======== Records for this task
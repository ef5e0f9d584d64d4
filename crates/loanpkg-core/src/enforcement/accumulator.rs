//! The per-pass violation accumulator and its evaluation environment.

use chrono::{DateTime, Utc};

use super::violations::{Enforcement, Violation, ViolationMap};

/// Default number of iteration indices listed before the rest are
/// summarised as omitted.
pub const DEFAULT_ITERATION_LIMIT: usize = 10;

/// Inputs every validation pass shares: the evaluation clock and the
/// iteration tag threshold.
#[derive(Debug, Clone, Copy, PartialEq, Eq)]
pub struct ValidationEnv {
    /// Time against which "not in the future" rules are checked.
    pub now: DateTime<Utc>,
    /// Maximum number of indices listed in an iteration tag.
    pub iteration_limit: usize,
}

impl ValidationEnv {
    /// Creates an environment evaluating at `now` with the default
    /// iteration limit.
    #[must_use]
    pub const fn at(now: DateTime<Utc>) -> Self {
        Self {
            now,
            iteration_limit: DEFAULT_ITERATION_LIMIT,
        }
    }

    /// Returns a copy with a different iteration limit (clamped to >= 1).
    #[must_use]
    pub fn with_iteration_limit(self, iteration_limit: usize) -> Self {
        Self {
            iteration_limit: iteration_limit.max(1),
            ..self
        }
    }
}

impl Default for ValidationEnv {
    fn default() -> Self {
        Self::at(Utc::now())
    }
}

/// Collects every violation raised during one validation pass.
///
/// Recording never fails. The owning evaluator decides what to do with the
/// collected violations once the pass is over.
#[derive(Debug, Clone)]
pub struct Accumulator {
    env: ValidationEnv,
    violations: ViolationMap,
}

impl Accumulator {
    /// Creates an empty accumulator for one pass.
    #[must_use]
    pub fn new(env: ValidationEnv) -> Self {
        Self {
            env,
            violations: ViolationMap::new(),
        }
    }

    /// The environment this pass evaluates under.
    #[must_use]
    pub const fn env(&self) -> &ValidationEnv {
        &self.env
    }

    /// Shorthand for `self.env().now`.
    #[must_use]
    pub const fn now(&self) -> DateTime<Utc> {
        self.env.now
    }

    /// Records the violation of `enforcement` if its rule failed.
    pub fn require(&mut self, enforcement: Enforcement) {
        if !enforcement.rule {
            self.violations.record(enforcement.violation);
        }
    }

    /// Records every failed enforcement in order.
    pub fn require_all(&mut self, enforcements: impl IntoIterator<Item = Enforcement>) {
        for enforcement in enforcements {
            self.require(enforcement);
        }
    }

    /// Records `violation` unconditionally.
    pub fn violation(&mut self, violation: impl Into<Violation>) {
        self.violations.record(violation);
    }

    /// Adds `count` occurrences of an already-formed violation.
    pub(crate) fn add(&mut self, violation: impl Into<Violation>, count: usize) {
        self.violations.add(violation, count);
    }

    /// Total occurrences recorded so far.
    ///
    /// Recording only ever grows this number, so comparing it before and
    /// after a block tells whether that block failed.
    #[must_use]
    pub fn total(&self) -> usize {
        self.violations.total()
    }

    /// True when nothing has been recorded yet.
    #[must_use]
    pub fn is_clean(&self) -> bool {
        self.violations.is_empty()
    }

    /// The violations recorded so far.
    #[must_use]
    pub const fn violations(&self) -> &ViolationMap {
        &self.violations
    }

    /// Consumes the accumulator, returning its violations.
    #[must_use]
    pub fn into_violations(self) -> ViolationMap {
        self.violations
    }
}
================
• [Your objective]:
Every entry above must be reproduced word for word.

• [Task answer]:
repository ef5e0f9d584d64d4
filename crates/loanpkg-core/src/enforcement/accumulator.rs
//! The per-pass violation accumulator and its evaluation environment.

use chrono::{DateTime, Utc};

use super::violations::{Enforcement, Violation, ViolationMap};

/// Default number of iteration indices listed before the rest are
/// summarised as omitted.
pub const DEFAULT_ITERATION_LIMIT: usize = 10;

/// Inputs every validation pass shares: the evaluation clock and the
/// iteration tag threshold.
#[derive(Debug, Clone, Copy, PartialEq, Eq)]
pub struct ValidationEnv {
    /// Time against which "not in the future" rules are checked.
    pub now: DateTime<Utc>,
    /// Maximum number of indices listed in an iteration tag.
    pub iteration_limit: usize,
}

impl ValidationEnv {
    /// Creates an environment evaluating at `now` with the default
    /// iteration limit.
    #[must_use]
    pub const fn at(now: DateTime<Utc>) -> Self {
        Self {
            now,
            iteration_limit: DEFAULT_ITERATION_LIMIT,
        }
    }

    /// Returns a copy with a different iteration limit (clamped to >= 1).
    #[must_use]
    pub fn with_iteration_limit(self, iteration_limit: usize) -> Self {
        Self {
            iteration_limit: iteration_limit.max(1),
            ..self
        }
    }
}

impl Default for ValidationEnv {
    fn default() -> Self {
        Self::at(Utc::now())
    }
}

/// Collects every violation raised during one validation pass.
///
/// Recording never fails. The owning evaluator decides what to do with the
/// collected violations once the pass is over.
#[derive(Debug, Clone)]
pub struct Accumulator {
    env: ValidationEnv,
    violations: ViolationMap,
}

impl Accumulator {
    /// Creates an empty accumulator for one pass.
    #[must_use]
    pub fn new(env: ValidationEnv) -> Self {
        Self {
            env,
            violations: ViolationMap::new(),
        }
    }

    /// The environment this pass evaluates under.
    #[must_use]
    pub const fn env(&self) -> &ValidationEnv {
        &self.env
    }

    /// Shorthand for `self.env().now`.
    #[must_use]
    pub const fn now(&self) -> DateTime<Utc> {
        self.env.now
    }

    /// Records the violation of `enforcement` if its rule failed.
    pub fn require(&mut self, enforcement: Enforcement) {
        if !enforcement.rule {
            self.violations.record(enforcement.violation);
        }
    }

    /// Records every failed enforcement in order.
    pub fn require_all(&mut self, enforcements: impl IntoIterator<Item = Enforcement>) {
        for enforcement in enforcements {
            self.require(enforcement);
        }
    }

    /// Records `violation` unconditionally.
    pub fn violation(&mut self, violation: impl Into<Violation>) {
        self.violations.record(violation);
    }

    /// Adds `count` occurrences of an already-formed violation.
    pub(crate) fn add(&mut self, violation: impl Into<Violation>, count: usize) {
        self.violations.add(violation, count);
    }

    /// Total occurrences recorded so far.
    ///
    /// Recording only ever grows this number, so comparing it before and
    /// after a block tells whether that block failed.
    #[must_use]
    pub fn total(&self) -> usize {
        self.violations.total()
    }

    /// True when nothing has been recorded yet.
    #[must_use]
    pub fn is_clean(&self) -> bool {
        self.violations.is_empty()
    }

    /// The violations recorded so far.
    #[must_use]
    pub const fn violations(&self) -> &ViolationMap {
        &self.violations
    }

    /// Consumes the accumulator, returning its violations.
    #[must_use]
    pub fn into_violations(self) -> ViolationMap {
        self.violations
    }
}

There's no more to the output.